- **Available records**:
====
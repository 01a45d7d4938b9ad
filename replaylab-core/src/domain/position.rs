use chrono::NaiveDateTime;
use serde::{Deserialize, Serialize};

use super::metadata::Metadata;

/// Direction of an open exposure or a completed trade.
#[derive(Debug, Clone, Copy, PartialEq, Eq, Hash, Serialize, Deserialize)]
#[serde(rename_all = "lowercase")]
pub enum Direction {
    Long,
    Short,
}

impl Direction {
    pub fn as_str(&self) -> &'static str {
        match self {
            Self::Long => "long",
            Self::Short => "short",
        }
    }
}

impl std::fmt::Display for Direction {
    fn fmt(&self, f: &mut std::fmt::Formatter<'_>) -> std::fmt::Result {
        f.write_str(self.as_str())
    }
}

/// One currently-open exposure.
///
/// Only `metadata` changes while the position is open; everything else is
/// fixed at entry.
#[derive(Debug, Clone, PartialEq, Serialize, Deserialize)]
pub struct Position {
    pub symbol: String,
    pub direction: Direction,
    pub entry_time: NaiveDateTime,
    pub entry_price: f64,
    pub quantity: u64,
    /// Fraction of cash committed at entry; becomes the trade's weight.
    pub allocation: f64,
    #[serde(default)]
    pub metadata: Metadata,
}

impl Position {
    pub fn is_long(&self) -> bool {
        self.direction == Direction::Long
    }

    pub fn is_short(&self) -> bool {
        self.direction == Direction::Short
    }

    /// Capital committed at entry: `entry_price × quantity`.
    pub fn cost_basis(&self) -> f64 {
        self.entry_price * self.quantity as f64
    }

    /// Realized/unrealized P&L if the position were valued at `price`.
    pub fn pnl_at(&self, price: f64) -> f64 {
        let qty = self.quantity as f64;
        match self.direction {
            Direction::Long => (price - self.entry_price) * qty,
            Direction::Short => (self.entry_price - price) * qty,
        }
    }

    /// Signed return relative to entry price if exited at `price`.
    pub fn return_at(&self, price: f64) -> f64 {
        match self.direction {
            Direction::Long => (price - self.entry_price) / self.entry_price,
            Direction::Short => (self.entry_price - price) / self.entry_price,
        }
    }

    /// Mark-to-market value at `price`.
    ///
    /// Shorts are carried as full-notional collateral plus symmetric P&L:
    /// `quantity × (2 × entry − price)`.
    pub fn market_value(&self, price: f64) -> f64 {
        let qty = self.quantity as f64;
        match self.direction {
            Direction::Long => qty * price,
            Direction::Short => qty * (2.0 * self.entry_price - price),
        }
    }
}
//! Fixed-level baselines: no correction and static Bonferroni.

use serde::{Deserialize, Serialize};
use tracing::{debug, info};

use crate::config::{MechanismKind, MtpConfig};
use crate::error::Result;
use crate::procedure::{DecisionLog, MultipleTestingProcedure, Verdict};
use crate::stats::{LossComparison, upper_critical_value};

/// Accept iff the one-sided upper confidence bound on the mean loss
/// difference at `level` is below zero.
fn fixed_level_decision(candidate: &[f64], baseline: &[f64], level: f64) -> Result<(Verdict, f64)> {
    let cmp = LossComparison::new(candidate, baseline)?;
    cmp.z_statistic()?;
    let upper = cmp.upper_confidence_bound(level);
    let verdict = Verdict::from_accepted(upper < 0.0);
    debug!(mean = cmp.mean, std_err = cmp.std_err, level, upper, ?verdict, "fixed-level test");
    Ok((verdict, upper_critical_value(level)))
}

/// Tests every candidate at the full `global_alpha`.
///
/// Upper bound on power; does not control the family-wise error rate.
#[derive(Debug, Clone, PartialEq, Serialize, Deserialize)]
pub struct BinaryThreshold {
    config: MtpConfig,
    log: DecisionLog,
}

impl BinaryThreshold {
    pub fn new(config: MtpConfig) -> Result<Self> {
        config.validate()?;
        Ok(Self {
            config,
            log: DecisionLog::default(),
        })
    }
}

impl MultipleTestingProcedure for BinaryThreshold {
    fn name(&self) -> &'static str {
        MechanismKind::BinaryThreshold.name()
    }

    fn initialize(&mut self, num_total_queries: usize) -> Result<()> {
        self.log.reset(num_total_queries)
    }

    fn decide(
        &mut self,
        candidate: &[f64],
        baseline: &[f64],
        _prespecified: Option<&[f64]>,
    ) -> Result<Verdict> {
        self.log.ensure_open()?;
        let (verdict, threshold) =
            fixed_level_decision(candidate, baseline, self.config.global_alpha)?;
        self.log.push(verdict, threshold);
        Ok(verdict)
    }

    fn outcomes(&self) -> &[Verdict] {
        self.log.outcomes()
    }

    fn thresholds(&self) -> &[f64] {
        self.log.thresholds()
    }
}

/// Tests every candidate at `global_alpha / 2^Q`, fixed when the run is planned.
#[derive(Debug, Clone, PartialEq, Serialize, Deserialize)]
pub struct Bonferroni {
    config: MtpConfig,
    level: Option<f64>,
    log: DecisionLog,
}

impl Bonferroni {
    pub fn new(config: MtpConfig) -> Result<Self> {
        config.validate()?;
        Ok(Self {
            config,
            level: None,
            log: DecisionLog::default(),
        })
    }

    /// Per-test level, once initialized.
    #[must_use]
    pub fn level(&self) -> Option<f64> {
        self.level
    }
}

impl MultipleTestingProcedure for Bonferroni {
    fn name(&self) -> &'static str {
        MechanismKind::Bonferroni.name()
    }

    fn initialize(&mut self, num_total_queries: usize) -> Result<()> {
        self.log.reset(num_total_queries)?;
        let exponent = i32::try_from(num_total_queries).unwrap_or(i32::MAX);
        let level = self.config.global_alpha / 2f64.powi(exponent);
        self.level = Some(level);
        info!(num_total_queries, level, "bonferroni level fixed");
        Ok(())
    }

    fn decide(
        &mut self,
        candidate: &[f64],
        baseline: &[f64],
        _prespecified: Option<&[f64]>,
    ) -> Result<Verdict> {
        self.log.ensure_open()?;
        let level = self.level.unwrap_or(0.0);
        let (verdict, threshold) = fixed_level_decision(candidate, baseline, level)?;
        self.log.push(verdict, threshold);
        Ok(verdict)
    }

    fn outcomes(&self) -> &[Verdict] {
        self.log.outcomes()
    }

    fn thresholds(&self) -> &[f64] {
        self.log.thresholds()
    }
}

#[cfg(test)]
mod tests {
    use super::*;
    use crate::error::{MtpError, NumericalError};

    /// Differences with exactly the requested mean and population sd.
    fn diffs_with(mean: f64, sd: f64, n: usize) -> (Vec<f64>, Vec<f64>) {
        let candidate = (0..n)
            .map(|i| mean + if i % 2 == 0 { sd } else { -sd })
            .collect();
        (candidate, vec![0.0; n])
    }

    #[test]
    fn binary_accepts_clear_improvement() {
        let mut p = BinaryThreshold::new(MtpConfig::default()).unwrap();
        p.initialize(3).unwrap();
        let (c, b) = diffs_with(-0.5, 1.0, 100);
        assert_eq!(p.decide(&c, &b, None).unwrap(), Verdict::Accept);
        let (c, b) = diffs_with(0.1, 1.0, 100);
        assert_eq!(p.decide(&c, &b, None).unwrap(), Verdict::Reject);
        assert_eq!(p.outcomes(), &[Verdict::Accept, Verdict::Reject]);
        assert!((p.thresholds()[0] - upper_critical_value(0.1)).abs() < 1e-12);
    }

    #[test]
    fn bonferroni_level_is_alpha_over_two_to_q() {
        let mut p = Bonferroni::new(MtpConfig::default()).unwrap();
        p.initialize(3).unwrap();
        assert!((p.level().unwrap() - 0.0125).abs() < 1e-15);
    }

    #[test]
    fn bonferroni_rejects_what_binary_accepts() {
        // z = 2.0 sits between Φ⁻¹(0.9) ≈ 1.28 and Φ⁻¹(1 - 0.0125) ≈ 2.24.
        let (c, b) = diffs_with(-0.2, 1.0, 100);
        let mut binary = BinaryThreshold::new(MtpConfig::default()).unwrap();
        binary.initialize(3).unwrap();
        let mut bonf = Bonferroni::new(MtpConfig::default()).unwrap();
        bonf.initialize(3).unwrap();
        for _ in 0..3 {
            assert_eq!(binary.decide(&c, &b, None).unwrap(), Verdict::Accept);
            assert_eq!(bonf.decide(&c, &b, None).unwrap(), Verdict::Reject);
        }
        for t in bonf.thresholds() {
            assert!((t - upper_critical_value(0.0125)).abs() < 1e-12);
        }
    }

    #[test]
    fn zero_variance_is_surfaced() {
        let mut p = BinaryThreshold::new(MtpConfig::default()).unwrap();
        p.initialize(1).unwrap();
        let err = p.decide(&[0.1; 10], &[0.2; 10], None).unwrap_err();
        assert_eq!(err, MtpError::Numerical(NumericalError::ZeroVariance));
        assert_eq!(p.query_count(), 0);
    }
}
====
- **Your instructions**:
Return, unchanged, the run of lines above that opens with the line containing "self.direction == Direction::Long" and closes with the line containing "use crate::error::Result;". Include both.

- **Response to the exercise**:
        self.direction == Direction::Long
    }

    pub fn is_short(&self) -> bool {
        self.direction == Direction::Short
    }

    /// Capital committed at entry: `entry_price × quantity`.
    pub fn cost_basis(&self) -> f64 {
        self.entry_price * self.quantity as f64
    }

    /// Realized/unrealized P&L if the position were valued at `price`.
    pub fn pnl_at(&self, price: f64) -> f64 {
        let qty = self.quantity as f64;
        match self.direction {
            Direction::Long => (price - self.entry_price) * qty,
            Direction::Short => (self.entry_price - price) * qty,
        }
    }

    /// Signed return relative to entry price if exited at `price`.
    pub fn return_at(&self, price: f64) -> f64 {
        match self.direction {
            Direction::Long => (price - self.entry_price) / self.entry_price,
            Direction::Short => (self.entry_price - price) / self.entry_price,
        }
    }

    /// Mark-to-market value at `price`.
    ///
    /// Shorts are carried as full-notional collateral plus symmetric P&L:
    /// `quantity × (2 × entry − price)`.
    pub fn market_value(&self, price: f64) -> f64 {
        let qty = self.quantity as f64;
        match self.direction {
            Direction::Long => qty * price,
            Direction::Short => qty * (2.0 * self.entry_price - price),
        }
    }
}
//! Fixed-level baselines: no correction and static Bonferroni.

use serde::{Deserialize, Serialize};
use tracing::{debug, info};

use crate::config::{MechanismKind, MtpConfig};
use crate::error::Result;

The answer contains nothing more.